The energy that keeps the human body functioning properly is measured in calories, and it comes from food. Your activities throughout the day burn the calories you consume. But if you eat more calories than you burn, you can expect to gain weight.
Losing weight is an important goal for many people. But there are various factors that impact exactly how many calories you should eat for weight loss. So how do you create a safe and efficient diet plan?
You can speak with your doctor to learn about your target calorie count. If that’s not an option, though, you can always try online calorie counters or calorie counter apps. But keep in mind that these merely give you an idea of what your calorie count should be, and they can’t replace comprehensive medical advice.
What’s Your Calorie Reduction Number?
If you want to lose weight, one of the things you need to do is consume fewer calories. The “right” number of calories can depend on different factors like:
- Curent weight
- Activity levels
- Metabolic health
The average man needs 2,500 calories a day to maintain his weight. If he wanted to lose one pound a week, he’d have to reduce his calorie count to 2,000 calories. On the other hand, women generally require less food to stay healthy. The average woman needs 2,000 calories a day. In order to lose weight, she may need to go down to around 1,500 calories.

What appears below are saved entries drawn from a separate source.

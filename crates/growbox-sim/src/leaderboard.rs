//! Leaderboard ranking of the player against rival growers.

use serde::{Deserialize, Serialize};
use std::cmp::Ordering;

/// One grower on the leaderboard.
#[derive(Debug, Clone, PartialEq, Eq, Serialize, Deserialize)]
pub struct LeaderboardEntry {
    /// Grower name.
    pub name: String,
    /// Grower level.
    pub level: u32,
    /// Lifetime harvests.
    pub harvests: u32,
    /// Coin balance.
    pub coins: u64,
}

impl LeaderboardEntry {
    /// Creates an entry.
    #[must_use]
    pub fn new(name: &str, level: u32, harvests: u32, coins: u64) -> Self {
        Self {
            name: name.to_string(),
            level,
            harvests,
            coins,
        }
    }

    /// Rivals of the original game.
    #[must_use]
    pub fn default_rivals() -> Vec<Self> {
        vec![
            Self::new("PlantMaster Pro", 15, 450, 25_000),
            Self::new("GreenThumb99", 12, 380, 19_500),
            Self::new("HydroExpert", 11, 320, 16_800),
            Self::new("LeafLover", 8, 180, 8_900),
            Self::new("SeedKeeper", 6, 140, 6_200),
        ]
    }
}

/// A ranked leaderboard row.
#[derive(Debug, Clone, PartialEq, Eq, Serialize, Deserialize)]
pub struct Standing {
    /// 1-based rank.
    pub rank: usize,
    /// The grower.
    pub entry: LeaderboardEntry,
    /// Whether this row is the player.
    pub is_player: bool,
}

fn rank_order(a: &LeaderboardEntry, b: &LeaderboardEntry) -> Ordering {
    b.coins
        .cmp(&a.coins)
        .then_with(|| b.harvests.cmp(&a.harvests))
        .then_with(|| a.name.cmp(&b.name))
}

/// Ranks `player` among `rivals`: coins descending, then harvests
/// descending, then name.
#[must_use]
pub fn standings(player: LeaderboardEntry, rivals: &[LeaderboardEntry]) -> Vec<Standing> {
    let mut rows: Vec<(LeaderboardEntry, bool)> = rivals
        .iter()
        .cloned()
        .map(|entry| (entry, false))
        .chain(std::iter::once((player, true)))
        .collect();
    rows.sort_by(|(a, _), (b, _)| rank_order(a, b));
    rows.into_iter()
        .enumerate()
        .map(|(index, (entry, is_player))| Standing {
            rank: index + 1,
            entry,
            is_player,
        })
        .collect()
}

#[cfg(test)]
mod tests {
    use super::*;

    #[test]
    fn test_player_ranked_by_coins() {
        let player = LeaderboardEntry::new("GrowMaster", 5, 89, 2500);
        let rows = standings(player, &LeaderboardEntry::default_rivals());
        assert_eq!(rows.len(), 6);
        assert_eq!(rows[0].rank, 1);
        assert_eq!(rows[0].entry.name, "PlantMaster Pro");
        let me = rows.iter().find(|r| r.is_player).expect("player row");
        assert_eq!(me.rank, 6);
    }

    #[test]
    fn test_ties_broken_by_harvests_then_name() {
        let rivals = vec![
            LeaderboardEntry::new("Bea", 1, 10, 100),
            LeaderboardEntry::new("Abe", 1, 10, 100),
            LeaderboardEntry::new("Cid", 1, 20, 100),
        ];
        let player = LeaderboardEntry::new("Dot", 1, 5, 500);
        let names: Vec<String> = standings(player, &rivals)
            .into_iter()
            .map(|s| s.entry.name)
            .collect();
        assert_eq!(names, vec!["Dot", "Cid", "Abe", "Bea"]);
    }
}
//! Host configuration.
//!
//! A host file has a `[host]` table for the run loop and a `[session]` table
//! with the starting state of the simulated player. Both fall back to
//! defaults for missing keys.

use growbox_sim::{ConfigResult, SessionConfig};
use serde::{Deserialize, Serialize};
use std::fs;
use std::path::Path;
use tracing::info;

/// Run-loop settings.
#[derive(Debug, Clone, PartialEq, Eq, Serialize, Deserialize)]
#[serde(default)]
pub struct HostSettings {
    /// Simulated seconds per tick
    pub tick_seconds: u64,
    /// Simulated seconds to run before printing the final snapshot
    pub run_seconds: u64,
    /// Follow the wall clock instead of fast-forwarding
    pub realtime: bool,
    /// Harvest ready plants automatically
    pub auto_harvest: bool,
    /// Replant emptied slots automatically
    pub auto_replant: bool,
    /// Simulated seconds between progress reports (0 = disabled)
    pub report_every: u64,
}

impl Default for HostSettings {
    fn default() -> Self {
        Self {
            tick_seconds: 1,
            run_seconds: 7200, // two simulated hours
            realtime: false,
            auto_harvest: true,
            auto_replant: true,
            report_every: 600,
        }
    }
}

impl HostSettings {
    /// Clamps values to sensible ranges.
    pub fn validate(&mut self) {
        self.tick_seconds = self.tick_seconds.clamp(1, 3600);
        if self.report_every != 0 {
            self.report_every = self.report_every.max(self.tick_seconds);
        }
    }
}

/// Complete host configuration.
#[derive(Debug, Clone, Default, Serialize, Deserialize)]
#[serde(default)]
pub struct HostConfig {
    /// Run-loop settings
    pub host: HostSettings,
    /// Starting session state
    pub session: SessionConfig,
}

impl HostConfig {
    /// Parses a TOML document, clamping host settings and validating the session.
    pub fn from_toml_str(toml: &str) -> ConfigResult<Self> {
        let mut config: Self = toml::from_str(toml)?;
        config.host.validate();
        config.session.validate()?;
        Ok(config)
    }

    /// Loads a TOML file.
    pub fn load<P: AsRef<Path>>(path: P) -> ConfigResult<Self> {
        let path = path.as_ref();
        let contents = fs::read_to_string(path)?;
        let config = Self::from_toml_str(&contents)?;
        info!("Loaded host config from {}", path.display());
        Ok(config)
    }

    /// Loads the file at `path`, or the defaults when no path is given.
    pub fn load_or_default(path: Option<&Path>) -> ConfigResult<Self> {
        match path {
            Some(path) => Self::load(path),
            None => {
                info!("No config file given, using defaults");
                Ok(Self::default())
            },
        }
    }

    /// Serializes to a TOML document.
    pub fn to_toml_string(&self) -> ConfigResult<String> {
        Ok(toml::to_string_pretty(self)?)
    }
}

#[cfg(test)]
mod tests {
    use super::*;
    use growbox_sim::ConfigError;
    use tempfile::TempDir;

    #[test]
    fn test_default_config() {
        let config = HostConfig::default();
        assert_eq!(config.host.tick_seconds, 1);
        assert_eq!(config.host.run_seconds, 7200);
        assert!(!config.host.realtime);
        assert!(config.host.auto_harvest);
        assert_eq!(config.session.coins, 2500);
    }

    #[test]
    fn test_host_settings_clamped() {
        let toml = r"
            [host]
            tick_seconds = 0
            report_every = 0
        ";
        let config = HostConfig::from_toml_str(toml).expect("parse");
        assert_eq!(config.host.tick_seconds, 1);
        assert_eq!(config.host.report_every, 0);

        let toml = r"
            [host]
            tick_seconds = 60
            report_every = 10
        ";
        let config = HostConfig::from_toml_str(toml).expect("parse");
        assert_eq!(config.host.report_every, 60);
    }

    #[test]
    fn test_config_save_load() {
        let temp_dir = TempDir::new().expect("Failed to create temp dir");
        let path = temp_dir.path().join("growbox.toml");

        let mut config = HostConfig::default();
        config.host.run_seconds = 600;
        config.session.coins = 42;
        fs::write(&path, config.to_toml_string().expect("serialize")).expect("write");

        let loaded = HostConfig::load(&path).expect("load");
        assert_eq!(loaded.host.run_seconds, 600);
        assert_eq!(loaded.session.coins, 42);
    }

    #[test]
    fn test_missing_path_uses_defaults() {
        let config = HostConfig::load_or_default(None).expect("defaults");
        assert_eq!(config.host, HostSettings::default());
    }

    #[test]
    fn test_invalid_session_rejected() {
        let toml = r"
            [session.starter_growbox]
            capacity = 0
        ";
        assert!(matches!(
            HostConfig::from_toml_str(toml),
            Err(ConfigError::Invalid(_))
        ));
    }
}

However, everyone’s needs are different. These estimates aren’t always accurate and you shouldn’t base your diet plan on them alone.
You may be tempted to starve yourself to lose weight, but that’s the wrong way to go about it. Instead, think about incorporating 0 calorie foods and low-calorie foods into your meal plans. For example, drinking water is a great way to boost your metabolism and it doesn’t have added calories.
Before You Start Counting Calories
Ready to start your weight loss journey? Before you do, track how many calories you actually consume each day. Keep a calorie counter handy and do this for a few days. You may be surprised at the number. Counters based on the Mifflin-St. Jeor equation is relatively accurate, according to experts.
Finding out how much you normally consume can help you discover where you can start cutting back. Some of the biggest culprits are carbs and refined sugar. So take a look at how many of your calories are coming from these sources.
Eating fewer calories can definitely help aid weight loss. But exercising along with a healthy diet can help you reach your weight loss goals faster than just dieting alone.
With all that said, if you want to lose a significant amount of weight, it may be best to speak with your doctor first.